1) Deficiência do citocromo b5 reductase (cb5R) - são descritas duas formas de
deficiência do citocromo b5 reductase (cb5R): tipo I e tipo II. No tipo I há um
défice funcional da Cb5R. Ocorrem mutações que conduzem a produção de uma
enzima instável, facilmente degradada. Apesar de todas as células possuírem a
cb5R anormal só os eritrócitos maduros, anucleados, são incapazes de a
sintetizar e substituir. Esta forma de metemoglobinemia tem uma distribuição
global mas é endémica na população dos índios Navajo e nos nativos Yakutsk da
sibéria8,9. Os indivíduos homozigóticos ou heterozigotos compostos têm
concentrações de metemoglobinemianaordemdos10-35%eapesarde cianóticos são
assintomáticos. De facto a sua esperança de vida não é diferente da população
geral e a cianose tem apenas significado cosmético3,6. Pelo contrário, os
heterozigóticos correm o risco de desenvolver um quadro de metemoglobinemia
aguda sintomática, após exposição a agentes oxidantes. A descrição clássica de
metemoglobinemia aguda associada a profilaxia da malária em militares Norte-
Americanos a prestar serviço no Vietname demonstrou pela primeira vez que os
heterozigóticos para uma doença autossómica recessiva podem, em determinadas
circunstâncias, desenvolver doença clinicamente mais exuberante que os seus
pares homozigóticos10. Na deficiência do citocromo b5 reductase (cb5R) do tipo
II ocorrem mutações que resultam numa diminuição da actividade catalítica da
enzima ou num défice de produção. Para além da metemoglobinemia os doentes
apresentam atraso de desenvolvimento psicomotor. A esperança de vida é
significativamente diminuída e é comum a morte na infância. Os sintomas
neurológicos parecem dever-se a alteração do metabolismo lipídico no sistema
nervoso central, onde a cb5R parece desempenhar um papel importante11,12. Estas
formas de deficiência de cb5R distinguem-se pelos eufenótipo clínico e são
confirmadas pela análise da actividade enzimática em diferentes células. O
azul-de-metileno ou o ácido ascórbico melhoram a cianose mas não têm qualquer
efeito sobre as manifestações neurológicas.

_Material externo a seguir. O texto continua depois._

//! XDG Base Directory compliant path resolution.
//!
//! Every directory is resolved through a three-level fallback:
//! 1. warden-specific env var (WARDEN_CONFIG_DIR, etc.)
//! 2. XDG env var (XDG_CONFIG_HOME, etc.) via `etcetera`
//! 3. Platform default (~/.config, etc.)
//!
//! All paths are absolute. Relative paths from env vars are ignored.

use anyhow::{Context, Result};
use std::path::{Path, PathBuf};

const APP_DIR: &str = "warden";

/// Resolved directory paths, created once at startup.
#[derive(Debug, Clone)]
pub struct Paths {
    /// config.toml lives here
    pub config_dir: PathBuf,

    /// Default parent of the workspace
    pub data_dir: PathBuf,

    /// Directory sandboxed commands run in, unless the config names one.
    /// May be overridden independently via WARDEN_WORKSPACE.
    pub workspace: PathBuf,

    /// Audit log and other persistent state
    pub state_dir: PathBuf,
}

impl Paths {
    /// Resolve all paths using real environment variables.
    pub fn resolve() -> Result<Self> {
        Self::resolve_with_env(|key| std::env::var(key))
    }

    /// Resolve paths with a custom env var lookup (for testing).
    pub fn resolve_with_env<F>(env_fn: F) -> Result<Self>
    where
        F: Fn(&str) -> std::result::Result<String, std::env::VarError>,
    {
        use etcetera::BaseStrategy;

        let strategy = etcetera::choose_base_strategy()
            .map_err(|e| anyhow::anyhow!("Failed to determine base directories: {}", e))?;

        let config_dir = env_or(&env_fn, "WARDEN_CONFIG_DIR", || {
            strategy.config_dir().join(APP_DIR)
        });

        let data_dir = env_or(&env_fn, "WARDEN_DATA_DIR", || {
            strategy.data_dir().join(APP_DIR)
        });

        let state_dir = env_or(&env_fn, "WARDEN_STATE_DIR", || {
            // state_dir() is None on platforms without XDG_STATE_HOME.
            let base_state = strategy.state_dir().unwrap_or_else(|| strategy.data_dir());
            base_state.join(APP_DIR)
        });

        let workspace = resolve_workspace(&env_fn, &data_dir);

        Ok(Self {
            config_dir,
            data_dir,
            workspace,
            state_dir,
        })
    }

    /// config_dir/config.toml
    pub fn config_file(&self) -> PathBuf {
        self.config_dir.join("config.toml")
    }

    /// state_dir/audit.jsonl
    pub fn audit_log(&self) -> PathBuf {
        crate::security::audit_file_path(&self.state_dir)
    }

    /// Create the config and state directories with mode 0700.
    pub fn ensure_dirs(&self) -> Result<()> {
        for dir in [&self.config_dir, &self.state_dir] {
            create_dir_with_mode(dir)?;
        }
        Ok(())
    }
}

/// Resolve an env var with fallback. Ignores empty and relative paths.
fn env_or<F>(env_fn: &F, var: &str, default: impl FnOnce() -> PathBuf) -> PathBuf
where
    F: Fn(&str) -> std::result::Result<String, std::env::VarError>,
{
    env_fn(var)
        .ok()
        .filter(|v| !v.is_empty())
        .map(PathBuf::from)
        .filter(|p| p.is_absolute())
        .unwrap_or_else(default)
}

/// WARDEN_WORKSPACE (with `~` expanded), else data_dir/workspace.
fn resolve_workspace<F>(env_fn: &F, data_dir: &Path) -> PathBuf
where
    F: Fn(&str) -> std::result::Result<String, std::env::VarError>,
{
    if let Ok(ws) = env_fn("WARDEN_WORKSPACE") {
        let trimmed = ws.trim();
        if !trimmed.is_empty() {
            let expanded = shellexpand::tilde(trimmed);
            let path = PathBuf::from(expanded.into_owned());
            if path.is_absolute() {
                return path;
            }
        }
    }

    data_dir.join("workspace")
}

fn create_dir_with_mode(path: &Path) -> Result<()> {
    std::fs::create_dir_all(path)
        .with_context(|| format!("Failed to create directory: {}", path.display()))?;

    #[cfg(unix)]
    {
        use std::os::unix::fs::PermissionsExt;
        std::fs::set_permissions(path, std::fs::Permissions::from_mode(0o700))
            .with_context(|| format!("Failed to set permissions on {}", path.display()))?;
    }

    Ok(())
}

#[cfg(test)]
mod tests {
    use super::*;
    use std::collections::HashMap;

    fn make_env(
        map: HashMap<&str, &str>,
    ) -> impl Fn(&str) -> std::result::Result<String, std::env::VarError> {
        move |key: &str| {
            map.get(key)
                .map(|v| v.to_string())
                .ok_or(std::env::VarError::NotPresent)
        }
    }

    #[test]
    fn default_paths_are_xdg_compliant() {
        let paths = Paths::resolve_with_env(make_env(HashMap::new())).unwrap();

        assert!(paths.config_dir.ends_with("warden"), "config_dir: {:?}", paths.config_dir);
        assert!(paths.data_dir.ends_with("warden"), "data_dir: {:?}", paths.data_dir);
        assert!(paths.state_dir.ends_with("warden"), "state_dir: {:?}", paths.state_dir);
        assert!(paths.workspace.ends_with("workspace"));
        assert!(paths.config_dir.is_absolute());
    }

    #[test]
    fn warden_env_vars_override_xdg() {
        let mut env: HashMap<&str, &str> = HashMap::new();
        env.insert("WARDEN_CONFIG_DIR", "/custom/config");
        env.insert("WARDEN_DATA_DIR", "/custom/data");
        env.insert("WARDEN_STATE_DIR", "/custom/state");

        let paths = Paths::resolve_with_env(make_env(env)).unwrap();
        assert_eq!(paths.config_dir, PathBuf::from("/custom/config"));
        assert_eq!(paths.data_dir, PathBuf::from("/custom/data"));
        assert_eq!(paths.state_dir, PathBuf::from("/custom/state"));
        assert_eq!(paths.workspace, PathBuf::from("/custom/data/workspace"));
    }

    #[test]
    fn relative_and_empty_values_are_ignored() {
        let mut env: HashMap<&str, &str> = HashMap::new();
        env.insert("WARDEN_CONFIG_DIR", "relative/path");
        env.insert("WARDEN_STATE_DIR", "");
        env.insert("WARDEN_WORKSPACE", "not/absolute");

        let paths = Paths::resolve_with_env(make_env(env)).unwrap();
        assert!(paths.config_dir.is_absolute());
        assert!(paths.state_dir.is_absolute());
        assert!(paths.workspace.is_absolute());
    }

    #[test]
    fn workspace_override_independent_of_data_dir() {
        let mut env: HashMap<&str, &str> = HashMap::new();
        env.insert("WARDEN_WORKSPACE", "/projects/build-box");

        let paths = Paths::resolve_with_env(make_env(env)).unwrap();
        assert_eq!(paths.workspace, PathBuf::from("/projects/build-box"));
        assert!(paths.data_dir.ends_with("warden"));
    }

    #[test]
    fn convenience_accessors() {
        let paths = Paths::resolve_with_env(make_env(HashMap::new())).unwrap();
        assert!(paths.config_file().ends_with("config.toml"));
        assert!(paths.audit_log().ends_with("audit.jsonl"));
        assert!(paths.audit_log().starts_with(&paths.state_dir));
    }

    #[test]
    fn ensure_dirs_creates_config_and_state() {
        let tmp = tempfile::tempdir().unwrap();
        let mut env: HashMap<&str, &str> = HashMap::new();
        let config = tmp.path().join("cfg");
        let state = tmp.path().join("state");
        let config_s = config.to_string_lossy().to_string();
        let state_s = state.to_string_lossy().to_string();
        env.insert("WARDEN_CONFIG_DIR", &config_s);
        env.insert("WARDEN_STATE_DIR", &state_s);

        let paths = Paths::resolve_with_env(make_env(env)).unwrap();
        paths.ensure_dirs().unwrap();
        assert!(config.is_dir());
        assert!(state.is_dir());
    }
}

2) A deficiência do citocromo b5 é uma causa extremamente rara de
metemoglobinemia congénita, descrita apenas em um doente Israelita13.
3) A Doença da Hemoglobina m engloba um grupo variado de mutações nas cadeias
de globina. Na prática todas elas provocam uma alteração na conformação
espacial do local de ligação ao grupo heme, conduzindo à oxidação espontânea do
ferro. As diferentes variantes podem distinguir-se por eletroforese,
espectrometria de massa, espectro de absorção ultravioleta e sequenciação
molecular. Actualmente não existe tratamento eficaz para estes distúrbios1.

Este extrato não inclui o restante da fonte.